EXERCISE PROMPT: In the entries below, find each line where the word "websites" appears and give only the total count of such lines.
(DATA FOR THE TASK begins)
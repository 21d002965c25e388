use clap::{Parser, Subcommand};
use simple_folio::clock::SystemClock;
use simple_folio::{config, content, generate, logging, output};
use std::path::PathBuf;

#[derive(Parser)]
#[command(name = "simple-folio")]
#[command(about = "Static site generator for one-page portfolios")]
#[command(long_about = "\
Static site generator for one-page portfolios

One TOML file declares the page. The build writes a single index.html with
inline CSS and copies the assets it links to.

Content structure:

  content/
  ├── portfolio.toml     # Identity, socials, documents, projects, websites, player
  ├── config.toml        # Colors, motion, layout (optional, sparse)
  └── assets/            # Copied to dist/assets/ → link as /assets/<file>
      ├── cv.pdf
      └── logo.png

Page sections, in order:
  About Me       [[documents]]  circular links (title, url, subtitle)
  Open Source    [[projects]]   cards (title, url, description, logo?)
  Website        [[websites]]   cards (title, url, description, logo?)
  Hobby • Music  [media]        embedded player (embed_src, artist_url)

Run 'simple-folio gen-content' for a documented portfolio.toml and
'simple-folio gen-config' for a documented config.toml.")]
#[command(version)]
struct Cli {
    /// Content directory
    #[arg(long, default_value = "content", global = true)]
    source: PathBuf,

    /// Output directory
    #[arg(long, default_value = "dist", global = true)]
    output: PathBuf,

    /// Diagnostic log level (trace|debug|info|warn|error|off); RUST_LOG overrides
    #[arg(long, default_value = logging::DEFAULT_LEVEL, global = true)]
    log_level: String,

    #[command(subcommand)]
    command: Command,
}

#[derive(Subcommand)]
enum Command {
    /// Render the page and copy assets into the output directory
    Build,
    /// Validate content without building
    Check {
        /// Print the parsed content as JSON instead of the inventory
        #[arg(long)]
        json: bool,
    },
    /// Print a stock config.toml with all options documented
    GenConfig,
    /// Print a sample portfolio.toml
    GenContent,
}

fn main() -> Result<(), Box<dyn std::error::Error>> {
    let cli = Cli::parse();
    let _logger = logging::init_logging(&cli.log_level)?;

    match cli.command {
        Command::Build => {
            println!("==> Building {}", cli.source.display());
            let report = generate::generate(&cli.source, &cli.output, &SystemClock)?;
            output::print_build_output(&report);
            println!("==> Build complete: {}", cli.output.display());
        }
        Command::Check { json } => {
            let site = generate::load_site(&cli.source)?;
            if json {
                println!("{}", serde_json::to_string_pretty(&site.portfolio)?);
            } else {
                println!("==> Checking {}", cli.source.display());
                output::print_check_output(&site);
                println!("==> Content is valid");
            }
        }
        Command::GenConfig => {
            print!("{}", config::stock_config_toml());
        }
        Command::GenContent => {
            print!("{}", content::stock_portfolio_toml());
        }
    }

    Ok(())
}
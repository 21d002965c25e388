//! CLI output formatting.
//!
//! # Information-First Display
//!
//! Output reads as an inventory of the page, in page order. Every entry
//! leads with its positional index and title; URLs and logos are indented
//! context lines underneath. Missing assets are listed last so they are the
//! final thing on screen.
//!
//! # Output Format
//!
//! ## Check
//!
//! ```text
//! Header
//!     Ada Example (Creator)
//!     001 LinkedIn
//!         Url: https://www.linkedin.com/in/ada-example
//!
//! About Me
//!     001 CV
//!         Url: /assets/cv.pdf
//!
//! Open Source
//!     001 Z-SEWER
//!         Url: #
//!         Logo: (placeholder)
//!
//! Website
//!     (none)
//!
//! Hobby • Music
//!     Player: https://open.spotify.com/embed/artist/...
//!
//! Missing assets
//!     documents "Degree" → /assets/degree.pdf
//! ```
//!
//! ## Build
//!
//! ```text
//! Home → index.html (© 2026)
//! 2 documents, 1 project, 1 website
//! Copied 3 files → assets/
//! ```
//!
//! # Architecture
//!
//! Each command has a `format_*` function (returns `Vec<String>`) for
//! testability and a `print_*` wrapper that writes to stdout.

use crate::content::{AssetRef, Portfolio, SiteCard};
use crate::generate::{BuildReport, Site};
use crate::render::SECTION_TITLES;

/// Format a 1-based positional index as 3-digit zero-padded.
fn format_index(pos: usize) -> String {
    format!("{:0>3}", pos)
}

/// Return indentation string: 4 spaces per depth level.
fn indent(depth: usize) -> String {
    "    ".repeat(depth)
}

/// Truncate text to `max` characters, appending `...` if truncated.
fn truncate_desc(text: &str, max: usize) -> String {
    if text.chars().count() <= max {
        text.to_string()
    } else {
        let cut: String = text.chars().take(max).collect();
        format!("{}...", cut)
    }
}

/// `1 project`, `2 projects`.
fn plural(count: usize, noun: &str) -> String {
    if count == 1 {
        format!("{count} {noun}")
    } else {
        format!("{count} {noun}s")
    }
}

fn entry_lines(lines: &mut Vec<String>, index: usize, title: &str, url: &str) {
    lines.push(format!("{}{} {}", indent(1), format_index(index), title));
    lines.push(format!("{}Url: {}", indent(2), url));
}

fn site_card_lines(lines: &mut Vec<String>, cards: &[SiteCard]) {
    if cards.is_empty() {
        lines.push(format!("{}(none)", indent(1)));
    }
    for (i, card) in cards.iter().enumerate() {
        entry_lines(lines, i + 1, &card.title, &card.url);
        let desc = truncate_desc(card.description.trim(), 60);
        if !desc.is_empty() {
            lines.push(format!("{}{}", indent(2), desc));
        }
        let logo = card.logo.as_deref().unwrap_or("(placeholder)");
        lines.push(format!("{}Logo: {}", indent(2), logo));
    }
}

/// Format the page inventory for `check`.
pub fn format_check_output(site: &Site) -> Vec<String> {
    let portfolio: &Portfolio = &site.portfolio;
    let [about, open_source, website, hobby] = SECTION_TITLES;
    let mut lines = Vec::new();

    lines.push("Header".to_string());
    lines.push(format!(
        "{}{} ({})",
        indent(1),
        portfolio.identity.name,
        portfolio.identity.tagline
    ));
    for (i, social) in portfolio.socials.iter().enumerate() {
        entry_lines(&mut lines, i + 1, &social.label, &social.url);
    }

    lines.push(String::new());
    lines.push(about.to_string());
    if portfolio.documents.is_empty() {
        lines.push(format!("{}(none)", indent(1)));
    }
    for (i, doc) in portfolio.documents.iter().enumerate() {
        entry_lines(&mut lines, i + 1, &doc.title, &doc.url);
    }

    lines.push(String::new());
    lines.push(open_source.to_string());
    site_card_lines(&mut lines, &portfolio.projects);

    lines.push(String::new());
    lines.push(website.to_string());
    site_card_lines(&mut lines, &portfolio.websites);

    lines.push(String::new());
    lines.push(hobby.to_string());
    lines.push(format!("{}Player: {}", indent(1), portfolio.media.embed_src));

    lines.extend(missing_asset_lines(&site.missing_assets));
    lines
}

fn missing_asset_lines(missing: &[AssetRef]) -> Vec<String> {
    if missing.is_empty() {
        return Vec::new();
    }
    let mut lines = vec![String::new(), "Missing assets".to_string()];
    for asset in missing {
        lines.push(format!("{}{} \u{2192} {}", indent(1), asset.owner, asset.url));
    }
    lines
}

/// Print the page inventory to stdout.
pub fn print_check_output(site: &Site) {
    for line in format_check_output(site) {
        println!("{}", line);
    }
}

/// Format the build summary.
pub fn format_build_output(report: &BuildReport) -> Vec<String> {
    let portfolio = &report.site.portfolio;
    let mut lines = vec![
        format!("Home \u{2192} index.html (\u{a9} {})", report.year),
        format!(
            "{}, {}, {}",
            plural(portfolio.documents.len(), "document"),
            plural(portfolio.projects.len(), "project"),
            plural(portfolio.websites.len(), "website"),
        ),
    ];
    if report.assets_copied > 0 {
        lines.push(format!(
            "Copied {} \u{2192} {}/",
            plural(report.assets_copied, "file"),
            report.assets_dir
        ));
    }
    lines.extend(missing_asset_lines(&report.site.missing_assets));
    lines
}

/// Print the build summary to stdout.
pub fn print_build_output(report: &BuildReport) {
    for line in format_build_output(report) {
        println!("{}", line);
    }
}

// ============================================================================
// Tests
// ============================================================================
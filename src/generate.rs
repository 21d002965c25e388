//! Site generation.
//!
//! Loads `config.toml` and `portfolio.toml` from the content root, renders the
//! page and writes the output directory:
//!
//! ```text
//! dist/
//! ├── index.html        # The whole portfolio, CSS inlined
//! └── assets/           # Copy of content/assets/ (PDFs, logos, images)
//! ```
//!
//! Asset URLs in the content (`/assets/cv.pdf`) are not rewritten; they
//! resolve because the assets directory lands at the same path under the
//! output root. References to files that do not exist, or that live outside
//! the assets directory and so are never copied, are logged as warnings and
//! reported, never fatal: a missing logo or PDF is a broken link in the
//! browser, not a broken build.
//!
//! The output directory must not overlap the content root.

use crate::clock::Clock;
use crate::config::{self, ConfigError, SiteConfig};
use crate::content::{self, AssetRef, ContentError, Portfolio};
use crate::render;
use log::{debug, info, warn};
use std::fs;
use std::path::{Path, PathBuf};
use std::time::Instant;
use thiserror::Error;
use walkdir::WalkDir;

#[derive(Error, Debug)]
pub enum GenerateError {
    #[error("IO error: {0}")]
    Io(#[from] std::io::Error),
    #[error("Config error: {0}")]
    Config(#[from] ConfigError),
    #[error("Content error: {0}")]
    Content(#[from] ContentError),
    #[error("Asset walk error: {0}")]
    Walk(#[from] walkdir::Error),
    #[error(
        "output directory {} overlaps content directory {}; choose an output outside the content",
        output.display(),
        content.display()
    )]
    OutputOverlapsContent { content: PathBuf, output: PathBuf },
}

/// Validated inputs of a build.
#[derive(Debug)]
pub struct Site {
    pub config: SiteConfig,
    pub portfolio: Portfolio,
    /// Local asset references with no file behind them.
    pub missing_assets: Vec<AssetRef>,
}

/// What a build wrote.
#[derive(Debug)]
pub struct BuildReport {
    pub index: PathBuf,
    pub assets_dir: String,
    pub assets_copied: usize,
    pub year: i32,
    pub site: Site,
}

/// Load and validate everything under `source` without writing anything.
pub fn load_site(source: &Path) -> Result<Site, GenerateError> {
    let config = config::load_config(source)?;
    let portfolio = content::load_portfolio(source)?;
    let missing_assets = portfolio.missing_assets(source, &config.assets_dir);
    for missing in &missing_assets {
        warn!(
            "event=asset_check module=generate status=missing owner={} url={}",
            missing.owner, missing.url
        );
    }
    info!(
        "event=load module=generate status=ok documents={} projects={} websites={} socials={}",
        portfolio.documents.len(),
        portfolio.projects.len(),
        portfolio.websites.len(),
        portfolio.socials.len()
    );
    Ok(Site {
        config,
        portfolio,
        missing_assets,
    })
}

/// Build the site from `source` into `output`.
///
/// The footer year is read from `clock` once, at render time.
pub fn generate(
    source: &Path,
    output: &Path,
    clock: &impl Clock,
) -> Result<BuildReport, GenerateError> {
    let started_at = Instant::now();
    info!(
        "event=build module=generate status=start source={} output={}",
        source.display(),
        output.display()
    );

    let site = load_site(source)?;
    ensure_disjoint(source, output)?;
    let year = clock.current_year();
    let page = render::render_page(&site.portfolio, &site.config, year);

    fs::create_dir_all(output)?;
    let index = output.join("index.html");
    fs::write(&index, page.into_string())?;
    debug!("event=write module=generate status=ok path={}", index.display());

    let assets_dir = site.config.assets_dir.clone();
    let assets_copied = copy_assets(&source.join(&assets_dir), &output.join(&assets_dir))?;

    info!(
        "event=build module=generate status=ok assets={} duration_ms={}",
        assets_copied,
        started_at.elapsed().as_millis()
    );
    Ok(BuildReport {
        index,
        assets_dir,
        assets_copied,
        year,
        site,
    })
}

/// Refuse an output directory that is, contains, or sits inside the content
/// root. Copying assets onto themselves truncates them.
fn ensure_disjoint(source: &Path, output: &Path) -> Result<(), GenerateError> {
    let content = source.canonicalize()?;
    let output = resolve_path(output)?;
    if output.starts_with(&content) || content.starts_with(&output) {
        return Err(GenerateError::OutputOverlapsContent { content, output });
    }
    Ok(())
}

/// Absolute form of `path`, which may not exist yet. The nearest existing
/// ancestor is canonicalized and the rest joined back on.
fn resolve_path(path: &Path) -> Result<PathBuf, std::io::Error> {
    match path.canonicalize() {
        Ok(resolved) => Ok(resolved),
        Err(err) if err.kind() == std::io::ErrorKind::NotFound => {
            let Some(name) = path.file_name() else {
                return Err(err);
            };
            let parent = match path.parent() {
                Some(parent) if !parent.as_os_str().is_empty() => parent,
                _ => Path::new("."),
            };
            Ok(resolve_path(parent)?.join(name))
        }
        Err(err) => Err(err),
    }
}

/// Copy `src` into `dst` recursively, skipping dotfiles. Returns the number
/// of files copied. A missing `src` copies nothing.
fn copy_assets(src: &Path, dst: &Path) -> Result<usize, GenerateError> {
    if !src.is_dir() {
        debug!(
            "event=copy_assets module=generate status=skipped reason=no_dir path={}",
            src.display()
        );
        return Ok(0);
    }

    let mut copied = 0;
    let walker = WalkDir::new(src)
        .follow_links(true)
        .into_iter()
        .filter_entry(|e| e.depth() == 0 || !e.file_name().to_string_lossy().starts_with('.'));
    for entry in walker {
        let entry = entry?;
        let Ok(relative) = entry.path().strip_prefix(src) else {
            continue;
        };
        let target = dst.join(relative);
        if entry.file_type().is_dir() {
            fs::create_dir_all(&target)?;
        } else {
            if let Some(parent) = target.parent() {
                fs::create_dir_all(parent)?;
            }
            fs::copy(entry.path(), &target)?;
            copied += 1;
        }
    }
    Ok(copied)
}
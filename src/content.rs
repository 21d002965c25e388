//! Portfolio content schema.
//!
//! Everything the page shows is declared in one `portfolio.toml` in the
//! content root. The file is deserialized into the strongly typed
//! [`Portfolio`] and validated once; after that it is read-only for the
//! lifetime of the build.
//!
//! ```toml
//! [identity]
//! name = "Ada Example"
//! tagline = "Creator"
//!
//! [[socials]]
//! label = "LinkedIn"
//! network = "linkedin"
//! url = "https://www.linkedin.com/in/ada-example"
//!
//! [media]
//! artist_url = "https://open.spotify.com/artist/..."
//! embed_src = "https://open.spotify.com/embed/artist/..."
//!
//! [[documents]]
//! title = "CV"
//! url = "/assets/cv.pdf"
//! subtitle = "Résumé (PDF)"
//!
//! [[projects]]
//! title = "Z-SEWER"
//! url = "#"
//! description = "Digital-twin for sewer network."
//! logo = "/assets/z-sewer.png"    # optional
//!
//! [[websites]]
//! title = "L U L L E"
//! url = "https://lulle.dev"
//! description = "Your first step into coding."
//! ```
//!
//! ## Load-time guarantees
//!
//! - Unknown keys and missing required fields are TOML errors, so a card
//!   without a title never reaches the renderer.
//! - Titles are unique within each collection and social labels are unique.
//!   Titles are the identity key of a card (`data-key` in the output), so a
//!   duplicate is rejected instead of rendered.
//! - Collections keep declaration order. Nothing is sorted.

use serde::{Deserialize, Serialize};
use std::collections::HashSet;
use std::fs;
use std::path::{Component, Path};
use thiserror::Error;

/// File name of the content declaration inside the content root.
pub const CONTENT_FILE: &str = "portfolio.toml";

/// Closing phrase of the footer when `identity.footer` is not set.
pub const DEFAULT_FOOTER: &str = "To be or not to be, that, is the question.";

#[derive(Error, Debug)]
pub enum ContentError {
    #[error("IO error: {0}")]
    Io(#[from] std::io::Error),
    #[error("TOML parse error: {0}")]
    Toml(#[from] toml::de::Error),
    #[error("{0} not found")]
    Missing(String),
    #[error("identity.name must not be empty")]
    EmptyName,
    #[error("duplicate title {title:?} in {collection}")]
    DuplicateTitle {
        collection: &'static str,
        title: String,
    },
    #[error("media.embed_src must be an absolute http(s) URL, got {0:?}")]
    InvalidEmbed(String),
}

/// The whole page, as declared by the site operator.
#[derive(Debug, Clone, PartialEq, Serialize, Deserialize)]
#[serde(deny_unknown_fields)]
pub struct Portfolio {
    pub identity: Identity,
    #[serde(default)]
    pub socials: Vec<SocialLink>,
    pub media: MediaEmbed,
    /// "About Me" section: circular links to documents.
    #[serde(default)]
    pub documents: Vec<DocumentLink>,
    /// "Open Source" section.
    #[serde(default)]
    pub projects: Vec<SiteCard>,
    /// "Website" section.
    #[serde(default)]
    pub websites: Vec<SiteCard>,
}

#[derive(Debug, Clone, PartialEq, Serialize, Deserialize)]
#[serde(deny_unknown_fields)]
pub struct Identity {
    pub name: String,
    pub tagline: String,
    /// Closing phrase of the copyright line.
    #[serde(default = "default_footer")]
    pub footer: String,
}

fn default_footer() -> String {
    DEFAULT_FOOTER.to_string()
}

/// Social networks with first-class support.
///
/// The set is closed: an unrecognized `network` value fails to load. Use
/// `other` for a network that has no icon yet; it still renders as a
/// clickable, labelled affordance so the header row keeps its alignment.
#[derive(Debug, Clone, Copy, PartialEq, Eq, Serialize, Deserialize)]
#[serde(rename_all = "lowercase")]
pub enum Network {
    #[serde(rename = "linkedin")]
    LinkedIn,
    Other,
}

#[derive(Debug, Clone, PartialEq, Serialize, Deserialize)]
#[serde(deny_unknown_fields)]
pub struct SocialLink {
    /// Accessible name of the link. Unique among socials.
    pub label: String,
    pub network: Network,
    pub url: String,
}

/// Third-party player shown in the "Hobby • Music" section.
#[derive(Debug, Clone, PartialEq, Serialize, Deserialize)]
#[serde(deny_unknown_fields)]
pub struct MediaEmbed {
    pub artist_url: String,
    pub embed_src: String,
    /// Accessible title of the player iframe.
    #[serde(default = "default_media_title")]
    pub title: String,
}

fn default_media_title() -> String {
    "Spotify Artist".to_string()
}

/// A circular link to a hosted document (CV, certificate, diploma).
#[derive(Debug, Clone, PartialEq, Serialize, Deserialize)]
#[serde(deny_unknown_fields)]
pub struct DocumentLink {
    pub title: String,
    pub url: String,
    pub subtitle: String,
}

/// A project or website card.
///
/// `url` may be a placeholder such as `"#"` for work that is not public yet.
#[derive(Debug, Clone, PartialEq, Serialize, Deserialize)]
#[serde(deny_unknown_fields)]
pub struct SiteCard {
    pub title: String,
    pub url: String,
    pub description: String,
    /// Logo image URL. Absent logos render as a "LOGO" placeholder block.
    #[serde(default, skip_serializing_if = "Option::is_none")]
    pub logo: Option<String>,
}

/// An entry of a rendered collection: one card, keyed by its title.
pub trait CardEntry {
    /// Stable identity of the card within its collection.
    fn key(&self) -> &str;
    /// Outbound navigation target.
    fn href(&self) -> &str;
}

impl CardEntry for DocumentLink {
    fn key(&self) -> &str {
        &self.title
    }

    fn href(&self) -> &str {
        &self.url
    }
}

impl CardEntry for SiteCard {
    fn key(&self) -> &str {
        &self.title
    }

    fn href(&self) -> &str {
        &self.url
    }
}

/// A URL in the content that points inside the content root (`/assets/...`).
#[derive(Debug, Clone, PartialEq, Eq)]
pub struct AssetRef {
    /// Where the reference comes from, e.g. `documents "CV"`.
    pub owner: String,
    pub url: String,
}

impl Portfolio {
    /// Check the invariants serde cannot express.
    pub fn validate(&self) -> Result<(), ContentError> {
        if self.identity.name.trim().is_empty() {
            return Err(ContentError::EmptyName);
        }
        ensure_unique("socials", self.socials.iter().map(|s| s.label.as_str()))?;
        ensure_unique("documents", self.documents.iter().map(|d| d.title.as_str()))?;
        ensure_unique("projects", self.projects.iter().map(|c| c.title.as_str()))?;
        ensure_unique("websites", self.websites.iter().map(|c| c.title.as_str()))?;

        let src = self.media.embed_src.as_str();
        if !(src.starts_with("https://") || src.starts_with("http://")) {
            return Err(ContentError::InvalidEmbed(src.to_string()));
        }
        Ok(())
    }

    /// Every root-relative URL in the content, in page order.
    ///
    /// Protocol-relative URLs (`//cdn...`) are external and skipped.
    pub fn local_asset_refs(&self) -> Vec<AssetRef> {
        let mut refs = Vec::new();

        for doc in &self.documents {
            if is_local_url(&doc.url) {
                refs.push(AssetRef {
                    owner: format!("documents {:?}", doc.title),
                    url: doc.url.clone(),
                });
            }
        }
        for (collection, cards) in [("projects", &self.projects), ("websites", &self.websites)] {
            for card in cards {
                if is_local_url(&card.url) {
                    refs.push(AssetRef {
                        owner: format!("{collection} {:?}", card.title),
                        url: card.url.clone(),
                    });
                }
                if let Some(logo) = card.logo.as_deref().filter(|l| is_local_url(l)) {
                    refs.push(AssetRef {
                        owner: format!("{collection} {:?} logo", card.title),
                        url: logo.to_string(),
                    });
                }
            }
        }
        refs
    }

    /// Asset references that will not resolve in the output.
    ///
    /// Only `<root>/<assets_dir>` is copied, so a reference is missing when
    /// its file does not exist or lives outside `/<assets_dir>/`.
    pub fn missing_assets(&self, root: &Path, assets_dir: &str) -> Vec<AssetRef> {
        self.local_asset_refs()
            .into_iter()
            .filter(|r| !resolves_in_assets(&r.url, root, Path::new(assets_dir)))
            .collect()
    }
}

fn resolves_in_assets(url: &str, root: &Path, assets_dir: &Path) -> bool {
    let relative = url.trim_start_matches('/');
    // Drop query strings and fragments before hitting the filesystem.
    let relative = Path::new(relative.split(['?', '#']).next().unwrap_or(relative));
    let inside = relative.starts_with(assets_dir)
        && relative
            .components()
            .all(|c| matches!(c, Component::Normal(_)));
    inside && root.join(relative).is_file()
}

fn is_local_url(url: &str) -> bool {
    url.starts_with('/') && !url.starts_with("//")
}

fn ensure_unique<'a>(
    collection: &'static str,
    titles: impl Iterator<Item = &'a str>,
) -> Result<(), ContentError> {
    let mut seen = HashSet::new();
    for title in titles {
        if !seen.insert(title) {
            return Err(ContentError::DuplicateTitle {
                collection,
                title: title.to_string(),
            });
        }
    }
    Ok(())
}

/// Parse and validate a portfolio from TOML text.
pub fn parse_portfolio(content: &str) -> Result<Portfolio, ContentError> {
    let portfolio: Portfolio = toml::from_str(content)?;
    portfolio.validate()?;
    Ok(portfolio)
}

/// Load `portfolio.toml` from the content root.
pub fn load_portfolio(root: &Path) -> Result<Portfolio, ContentError> {
    let path = root.join(CONTENT_FILE);
    if !path.exists() {
        return Err(ContentError::Missing(path.display().to_string()));
    }
    let content = fs::read_to_string(&path)?;
    parse_portfolio(&content)
}

/// Returns a commented sample `portfolio.toml`.
///
/// Used by the `gen-content` CLI command.
pub fn stock_portfolio_toml() -> &'static str {
    r##"# Simple Folio Content
# ====================
# Everything shown on the page is declared here. Sections render in a fixed
# order: About Me (documents), Open Source (projects), Website (websites),
# Hobby • Music (media). Entries keep the order they are written in.
#
# Titles must be unique within a section. Unknown keys cause an error.

[identity]
name = "Ada Example"
tagline = "Creator"
# Closing phrase of the copyright line.
footer = "To be or not to be, that, is the question."

# ---------------------------------------------------------------------------
# Social links (header). network = "linkedin" | "other"
# "other" renders an empty, still clickable, button.
# ---------------------------------------------------------------------------
[[socials]]
label = "LinkedIn"
network = "linkedin"
url = "https://www.linkedin.com/in/ada-example"

# ---------------------------------------------------------------------------
# Music player (Hobby • Music)
# ---------------------------------------------------------------------------
[media]
artist_url = "https://open.spotify.com/artist/0000000000000000000000"
embed_src = "https://open.spotify.com/embed/artist/0000000000000000000000?utm_source=generator&theme=0"

# ---------------------------------------------------------------------------
# About Me: circular document links. Paths starting with / resolve against
# the content root, so /assets/cv.pdf is content/assets/cv.pdf. Only the
# assets directory is copied to the output.
# ---------------------------------------------------------------------------
[[documents]]
title = "CV"
url = "/assets/cv.pdf"
subtitle = "Résumé (PDF)"

[[documents]]
title = "Degree"
url = "/assets/degree.pdf"
subtitle = "Diplomas (PDF)"

# ---------------------------------------------------------------------------
# Open Source. logo is optional; without it a LOGO placeholder is shown.
# url = "#" keeps the card visible without a public link.
# ---------------------------------------------------------------------------
[[projects]]
title = "Z-SEWER"
url = "#"
description = "Digital-twin for sewer network."

# ---------------------------------------------------------------------------
# Website
# ---------------------------------------------------------------------------
[[websites]]
title = "L U L L E"
url = "https://lulle.dev"
description = "Your first step into coding."
"##
}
(DATA FOR THE TASK ends)
TASK RESULT: 12